ペプチドを473A(AB社)ペプチドシーケンサーで解析し各ペプチドのアミノ酸配列を決定しデータベースでホモロジー検索を行ったが既知のペプチドとのホモロジーはなかった。
上記のペプチドに対するDNAプローブをDNA合成した。
活性化マクロファージからCaCl法によりRNAを作成し更にmRNAを精製した。このmRNAからoligo dTをプライマーとしてcDNAをつくりλgt10でcDNAライブラリーを作成した。
PCR法により先の合成DNAから300-500bpsのDNAを合成しランダムブリング法により^<32>Pラベルした。
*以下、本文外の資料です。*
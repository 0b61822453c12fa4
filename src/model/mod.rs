//! The language-model seam consumed by the correction engine.
//!
//! The engine is deliberately narrow about what it needs from a
//! language model: vocabulary lookup, frequency counts, an alphabet,
//! and a contextual score. Everything behind those operations, from
//! n-gram storage to smoothing to tokenization rules, is the model's
//! business.
//! [`ngram::NgramModel`] is the implementation shipped with this crate;
//! tests use small in-memory models through the same trait.

pub mod ngram;

use std::fmt;
use std::path::Path;

use crate::types::{Count, Score, WordId};

/// A non-owning view of a lowercase word inside a host string.
///
/// Tokens borrow either from caller-provided text (query sentences) or
/// from language-model storage (vocabulary hits); they are never
/// mutated and live no longer than the string that produced them. Two
/// tokens compare equal iff their code-point sequences match.
#[derive(Clone, Copy, Debug, PartialEq, Eq, Hash)]
pub struct Word<'a>(&'a str);

impl<'a> Word<'a> {
    /// Wraps a string slice as a word token.
    #[inline(always)]
    pub fn new(s: &'a str) -> Word<'a> {
        Word(s)
    }

    /// The underlying code-point string.
    #[inline(always)]
    pub fn as_str(self) -> &'a str {
        self.0
    }

    /// True for the empty token.
    #[inline(always)]
    pub fn is_empty(self) -> bool {
        self.0.is_empty()
    }
}

impl fmt::Display for Word<'_> {
    fn fmt(&self, f: &mut fmt::Formatter<'_>) -> fmt::Result {
        f.write_str(self.0)
    }
}

/// The capability set the correction engine requires from a language
/// model.
///
/// All methods are pure reads; a model shared behind `&` may serve any
/// number of concurrent queries.
pub trait LanguageModel {
    /// Vocabulary lookup. Returns a token borrowing model storage, or
    /// `None` if the word is unknown.
    fn word(&self, s: &str) -> Option<Word<'_>>;

    /// Maps a token to its internal id without side effects.
    fn word_id(&self, word: Word<'_>) -> Option<WordId>;

    /// Training-corpus frequency of a word.
    fn word_count(&self, id: WordId) -> Count;

    /// Full vocabulary enumeration, used during delete-cache
    /// construction.
    fn words<'m>(&'m self) -> Box<dyn Iterator<Item = (&'m str, WordId)> + 'm>;

    /// Number of vocabulary entries.
    fn vocab_len(&self) -> usize;

    /// The ordered alphabet edits are enumerated over.
    fn alphabet(&self) -> &[char];

    /// Scores a sentence; higher is better.
    fn score(&self, sentence: &[Word<'_>]) -> Score;

    /// Stable digest of model contents, used to bind the on-disk
    /// delete cache to one model snapshot.
    fn checksum(&self) -> u64;

    /// Splits text into sentences of word tokens borrowing from `text`.
    /// Used by training and by surrounding layers, not by the candidate
    /// engine itself.
    fn tokenize<'t>(&self, text: &'t str) -> Vec<Vec<Word<'t>>>;
}

/// A language model with a file lifecycle.
///
/// Kept separate from [`LanguageModel`] so the query engine also works
/// with purely in-memory models.
pub trait StoredModel: LanguageModel + Sized {
    /// Loads a previously dumped model.
    fn load(path: &Path) -> Result<Self, ModelError>;

    /// Trains a model from a corpus file and an alphabet file.
    fn train(corpus_path: &Path, alphabet_path: &Path) -> Result<Self, ModelError>;

    /// Writes the model to disk.
    fn dump(&self, path: &Path) -> Result<(), ModelError>;
}

/// Errors from loading, training or dumping a language model.
#[derive(Debug, thiserror::Error)]
pub enum ModelError {
    /// Underlying file I/O failed.
    #[error("model io error")]
    Io(#[from] std::io::Error),

    /// The file does not start with the model magic number.
    #[error("bad model magic")]
    BadMagic,

    /// The file was written by an incompatible version of this crate.
    #[error("unsupported model version {0}")]
    UnsupportedVersion(u16),

    /// The file is structurally invalid or fails its checksum.
    #[error("model file is truncated or corrupt")]
    Corrupt,

    /// The alphabet file contained no usable characters.
    #[error("alphabet is empty")]
    EmptyAlphabet,
}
このラベルしたDNAをプローブにしてcDNAライブラリーからスクリーニングし陽性クローンを得た。
さらに他のプローブを用いてスクリーニングし最終的に1クローンを得た。M13にこのクローンをサブクローンしcDNA塩基配列を決定した。次にこのcDNAを発現ベクターPC DM8に組み込みCOS7細胞にtransfectionし本酵素の発現を検討した。
COS7細胞を破壊後本酵素活性を測定すると酵素活性が測定できた。
次にこの酵素の制御を検討した結果Ca^<++>は必要であったがcalmodulinは必要としなかった。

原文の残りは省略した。